Please report how many lines in the records below contain the word "TraceLayer", giving only that number.

◆ ◆ ◆ ◆ ◆ ◆ ◆

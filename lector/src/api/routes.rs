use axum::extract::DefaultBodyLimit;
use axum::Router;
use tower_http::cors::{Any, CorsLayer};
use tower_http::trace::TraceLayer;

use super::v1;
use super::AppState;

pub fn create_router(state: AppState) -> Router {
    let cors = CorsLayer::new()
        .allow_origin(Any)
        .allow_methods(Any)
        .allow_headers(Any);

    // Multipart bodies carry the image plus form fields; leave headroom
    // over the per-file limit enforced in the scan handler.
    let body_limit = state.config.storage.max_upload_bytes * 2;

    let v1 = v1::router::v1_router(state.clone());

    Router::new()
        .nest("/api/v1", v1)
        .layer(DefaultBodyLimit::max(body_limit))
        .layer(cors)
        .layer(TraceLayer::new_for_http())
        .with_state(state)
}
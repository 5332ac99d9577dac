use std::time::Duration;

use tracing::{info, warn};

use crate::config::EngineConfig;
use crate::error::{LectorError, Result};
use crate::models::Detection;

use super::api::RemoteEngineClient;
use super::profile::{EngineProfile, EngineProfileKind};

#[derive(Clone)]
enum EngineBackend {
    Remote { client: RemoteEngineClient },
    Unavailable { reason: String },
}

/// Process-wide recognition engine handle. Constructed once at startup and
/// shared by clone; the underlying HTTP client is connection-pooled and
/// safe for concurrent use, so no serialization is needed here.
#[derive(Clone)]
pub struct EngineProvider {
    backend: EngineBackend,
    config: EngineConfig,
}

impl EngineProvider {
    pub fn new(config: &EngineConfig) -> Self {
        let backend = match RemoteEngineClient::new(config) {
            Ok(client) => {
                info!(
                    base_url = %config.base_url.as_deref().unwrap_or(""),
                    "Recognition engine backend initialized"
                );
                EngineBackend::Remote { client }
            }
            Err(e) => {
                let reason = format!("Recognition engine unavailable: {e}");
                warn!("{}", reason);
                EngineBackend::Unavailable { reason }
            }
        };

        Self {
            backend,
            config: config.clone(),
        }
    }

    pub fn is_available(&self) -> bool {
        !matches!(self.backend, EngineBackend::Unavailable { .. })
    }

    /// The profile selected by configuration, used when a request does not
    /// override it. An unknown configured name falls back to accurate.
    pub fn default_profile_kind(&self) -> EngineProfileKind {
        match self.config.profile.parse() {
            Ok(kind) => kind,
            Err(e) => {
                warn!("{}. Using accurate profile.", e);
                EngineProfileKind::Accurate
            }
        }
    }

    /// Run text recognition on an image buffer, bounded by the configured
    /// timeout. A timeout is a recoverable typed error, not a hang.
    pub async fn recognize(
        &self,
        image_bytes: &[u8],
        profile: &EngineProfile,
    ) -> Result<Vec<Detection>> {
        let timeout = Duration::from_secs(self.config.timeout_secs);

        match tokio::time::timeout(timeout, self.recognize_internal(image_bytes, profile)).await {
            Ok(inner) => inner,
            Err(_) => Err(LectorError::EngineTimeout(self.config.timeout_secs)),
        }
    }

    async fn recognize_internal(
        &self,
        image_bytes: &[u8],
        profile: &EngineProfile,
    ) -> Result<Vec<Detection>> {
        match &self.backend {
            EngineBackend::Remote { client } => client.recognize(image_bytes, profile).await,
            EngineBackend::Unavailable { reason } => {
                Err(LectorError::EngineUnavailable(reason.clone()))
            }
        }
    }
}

◆ ◆ ◆ ◆ ◆ ◆ ◆

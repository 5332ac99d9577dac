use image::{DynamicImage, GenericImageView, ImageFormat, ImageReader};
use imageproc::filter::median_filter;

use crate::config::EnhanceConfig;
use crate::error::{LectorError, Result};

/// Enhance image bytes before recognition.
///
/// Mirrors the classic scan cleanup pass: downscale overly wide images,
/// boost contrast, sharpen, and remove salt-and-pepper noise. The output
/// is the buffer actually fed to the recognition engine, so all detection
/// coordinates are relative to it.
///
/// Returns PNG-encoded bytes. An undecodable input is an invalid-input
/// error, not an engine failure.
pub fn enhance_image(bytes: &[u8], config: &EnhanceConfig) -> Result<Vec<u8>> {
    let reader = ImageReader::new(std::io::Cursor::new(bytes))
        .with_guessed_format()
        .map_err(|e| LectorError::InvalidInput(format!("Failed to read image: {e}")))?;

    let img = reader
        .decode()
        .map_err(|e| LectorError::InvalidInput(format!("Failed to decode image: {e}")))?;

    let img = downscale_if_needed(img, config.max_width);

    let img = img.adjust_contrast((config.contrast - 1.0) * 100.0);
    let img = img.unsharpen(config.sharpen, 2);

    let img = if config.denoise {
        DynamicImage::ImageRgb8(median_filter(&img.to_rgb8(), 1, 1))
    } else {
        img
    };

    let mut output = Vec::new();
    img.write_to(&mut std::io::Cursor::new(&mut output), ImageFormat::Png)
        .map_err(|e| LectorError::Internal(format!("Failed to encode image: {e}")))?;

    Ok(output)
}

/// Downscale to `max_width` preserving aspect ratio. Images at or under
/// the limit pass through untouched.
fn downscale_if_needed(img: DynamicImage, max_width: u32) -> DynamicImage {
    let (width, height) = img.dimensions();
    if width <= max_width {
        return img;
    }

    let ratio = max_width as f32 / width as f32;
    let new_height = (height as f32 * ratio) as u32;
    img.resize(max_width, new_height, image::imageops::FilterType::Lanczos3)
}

◆ ◆ ◆ ◆ ◆ ◆ ◆

● **RESULT OF THIS EXERCISE**
2